Imagination is the representation of sensations or physical objects in the mind without any immediate input of the senses. Often described as forming pictures in the mind, it is commonly equated with mental imagery, though imaginary experiences do not have to be purely visual, and can include other sensory experiences, thoughts, and emotions. Imaginings can be re-creations of past experiences, such as vivid memories with or without changes, or completely invented and possibly fantastical scenes. Imagination helps apply knowledge to solve problems and is fundamental to integrating experience and the learning process.

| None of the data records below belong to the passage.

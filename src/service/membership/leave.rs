use palaver_core::{
	Result, implement,
	matrix::{Membership, RoomId, State, UserId},
};

use super::Service;

/// Leave a room, or retract an invite or knock.
#[implement(Service)]
#[tracing::instrument(level = "debug", skip_all, fields(%sender, %room_id))]
pub fn leave(&self, sender: &UserId, room_id: &RoomId) -> Result<State> {
	self.membership_change(room_id, sender, sender, Membership::Leave)
}
use std::sync::Arc;

use palaver_core::{
	Err, Result, implement,
	matrix::{
		Membership, RoomAliasId, RoomDescription, RoomId, UserId,
		content::{
			AliasesContent, Content, CreateContent, JoinRulesContent, MemberContent, NameContent,
			TopicContent,
		},
		power_levels::PowerLevelsContent,
	},
	utils,
};
use tracing::{debug, info};

const ROOM_ID_LENGTH: usize = 16;

/// Materializes new rooms: reserves the alias, allocates the room, then
/// installs the required initial state in order.
pub struct Service {
	services: Arc<crate::OnceServices>,
}

impl crate::Service for Service {
	fn build(args: crate::Args<'_>) -> Result<Arc<Self>> {
		Ok(Arc::new(Self { services: args.services.clone() }))
	}

	fn name(&self) -> &str { crate::service::make_name(std::module_path!()) }
}

#[implement(Service)]
#[tracing::instrument(level = "debug", skip(self, desc), fields(%creator))]
pub fn create_room(
	&self,
	creator: &UserId,
	desc: &RoomDescription,
) -> Result<(RoomId, Option<RoomAliasId>)> {
	let domain = self.services.globals.server_name();

	// The alias is reserved before the room exists and claimed after, so a
	// concurrent creation of the same alias loses cleanly.
	let alias = match &desc.alias {
		| Some(localpart) if localpart.is_empty() =>
			return Err!(Request(BadJson("room_alias_name must not be empty"))),
		| Some(localpart) => {
			let alias = RoomAliasId::new(localpart, domain);
			self.services.alias.reserve(&alias)?;
			Some(alias)
		},
		| None => None,
	};

	let room_id = RoomId::new(&utils::random_string(ROOM_ID_LENGTH), domain);
	if self.services.state.create_room(&room_id) {
		return Err!(Request(RoomInUse("room '{room_id}' already exists")));
	}

	if let Some(alias) = &alias {
		self.services.alias.claim(alias, &room_id)?;
	}

	// The creator is a member from the first event on, so every initial
	// state event reaches them through the stream.
	self.services.state_cache.add_member(&room_id, creator)?;

	let send_state = |content: Content, state_key: &str| {
		self.services
			.state
			.send_state(&room_id, creator, content, state_key)
	};

	// 1. The create event.
	send_state(Content::Create(CreateContent { creator: creator.clone() }), "")?;

	// 2. The creator joins, with their profile snapshot.
	let membership = MemberContent::new(Membership::Join)
		.with_profile(self.services.presence.profile(creator));
	send_state(Content::Member(membership), &creator.to_string())?;

	// 3. Power level defaults.
	send_state(
		Content::PowerLevels(PowerLevelsContent::with_creator(creator)),
		"",
	)?;

	// 4. Join rules, from the requested visibility.
	send_state(
		Content::JoinRules(JoinRulesContent { join_rule: desc.visibility.to_join_rule() }),
		"",
	)?;

	// 5. The alias list.
	if let Some(alias) = &alias {
		send_state(
			Content::Aliases(AliasesContent { aliases: vec![alias.clone()] }),
			"",
		)?;
	}

	// 6. Name.
	if let Some(name) = &desc.name {
		send_state(Content::Name(NameContent { name: name.clone() }), "")?;
	}

	// 7. Topic.
	if let Some(topic) = &desc.topic {
		send_state(Content::Topic(TopicContent { topic: topic.clone() }), "")?;
	}

	// 8. Invites.
	for invited in &desc.invited {
		debug!(%invited, "inviting user at room creation");
		send_state(
			Content::Member(MemberContent::new(Membership::Invite)),
			&invited.to_string(),
		)?;
	}

	info!(%room_id, "created room");

	Ok((room_id, alias))
}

Imagination is the process of developing theories and ideas based on the functioning of the mind through a creative division. Drawing from actual perceptions, imagination employs intricate conditional processes that engage both semantic and episodic memory to generate new or refined ideas. This part of the mind helps develop better and easier ways to accomplish tasks, whether old or new.

A way to train imagination is by listening to and practicing storytelling (narrative), wherein imagination is expressed through stories and writings such as fairy tales, fantasies, and science fiction. When children develop their imagination, they often exercise it through pretend play ("make believe"). They use role-playing to act out what they have imagined, and followingly, they play on by acting as if their make-believe scenarios are actual reality.

== Etymology ==
The English word "imagination" originates from the Latin term "imaginatio," which is the standard Latin translation of the Greek term "φᾰντᾰσῐ́ᾱ" (phantasía). The Latin term also translates to "mental image" or "fancy." The use of the word "imagination" in English can be traced back to the mid-14th century, referring to a faculty of the mind that forms and manipulates images.

== Definition ==
In modern philosophical understanding, imagination is commonly seen as a faculty for creating mental images and for making non-rational, associative transitions among these images.

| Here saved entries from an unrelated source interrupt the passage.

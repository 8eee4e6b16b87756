use std::sync::Arc;

use palaver_core::{Result, Server, implement};
use tracing::{debug, info, trace};

pub(crate) use crate::OnceServices;
use crate::{
	globals, membership, presence, rooms,
	service::{Args, Service},
	sync, tokens, users,
};

/// The assembled service web. Stores own their data; services reach each
/// other through [`OnceServices`] only. Components acquiring locks across
/// services must respect the declared order: alias maps, then room store,
/// then a room's state, then the membership relation, then the stream mux.
pub struct Services {
	pub globals: Arc<globals::Service>,
	pub users: Arc<users::Service>,
	pub tokens: Arc<tokens::Service>,
	pub presence: Arc<presence::Service>,
	pub membership: Arc<membership::Service>,
	pub alias: Arc<rooms::alias::Service>,
	pub create: Arc<rooms::create::Service>,
	pub state: Arc<rooms::state::Service>,
	pub state_cache: Arc<rooms::state_cache::Service>,
	pub timeline: Arc<rooms::timeline::Service>,
	pub typing: Arc<rooms::typing::Service>,
	pub sync: Arc<sync::Service>,

	pub server: Arc<Server>,
}

#[implement(Services)]
pub fn build(server: Arc<Server>) -> Result<Arc<Self>> {
	let services = Arc::new(OnceServices::default());
	macro_rules! build {
		($tyname:ty) => {
			<$tyname>::build(Args { server: &server, services: &services })?
		};
	}

	let res = Arc::new(Self {
		globals: build!(globals::Service),
		users: build!(users::Service),
		tokens: build!(tokens::Service),
		presence: build!(presence::Service),
		membership: build!(membership::Service),
		alias: build!(rooms::alias::Service),
		create: build!(rooms::create::Service),
		state: build!(rooms::state::Service),
		state_cache: build!(rooms::state_cache::Service),
		timeline: build!(rooms::timeline::Service),
		typing: build!(rooms::typing::Service),
		sync: build!(sync::Service),

		server,
	});

	Ok(services.set(res))
}

#[implement(Services)]
pub fn start(self: &Arc<Self>) -> Arc<Self> {
	debug!("Starting services...");
	for service in self.services() {
		trace!("Starting {}", service.name());
	}

	info!("Services startup complete.");

	Arc::clone(self)
}

#[implement(Services)]
pub fn stop(&self) { info!("Shutting down services..."); }

#[implement(Services)]
pub(crate) fn services(&self) -> impl Iterator<Item = Arc<dyn Service>> + Send {
	macro_rules! cast {
		($s:expr) => {{
			let service: Arc<dyn Service> = $s.clone();
			service
		}};
	}

	[
		cast!(self.globals),
		cast!(self.users),
		cast!(self.tokens),
		cast!(self.presence),
		cast!(self.membership),
		cast!(self.alias),
		cast!(self.create),
		cast!(self.state),
		cast!(self.state_cache),
		cast!(self.timeline),
		cast!(self.typing),
		cast!(self.sync),
	]
	.into_iter()
}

One view of imagination links it to cognition, suggesting that imagination is a cognitive process in mental functioning. It is also associated with rational thinking in a way that both imaginative and rational thoughts involve the cognitive process that "underpins thinking about possibilities". However, imagination is not considered to be purely a cognitive activity because it is also linked to the body and place. It involves setting up relationships with materials and people, precluding the notion that imagination is confined to the mind.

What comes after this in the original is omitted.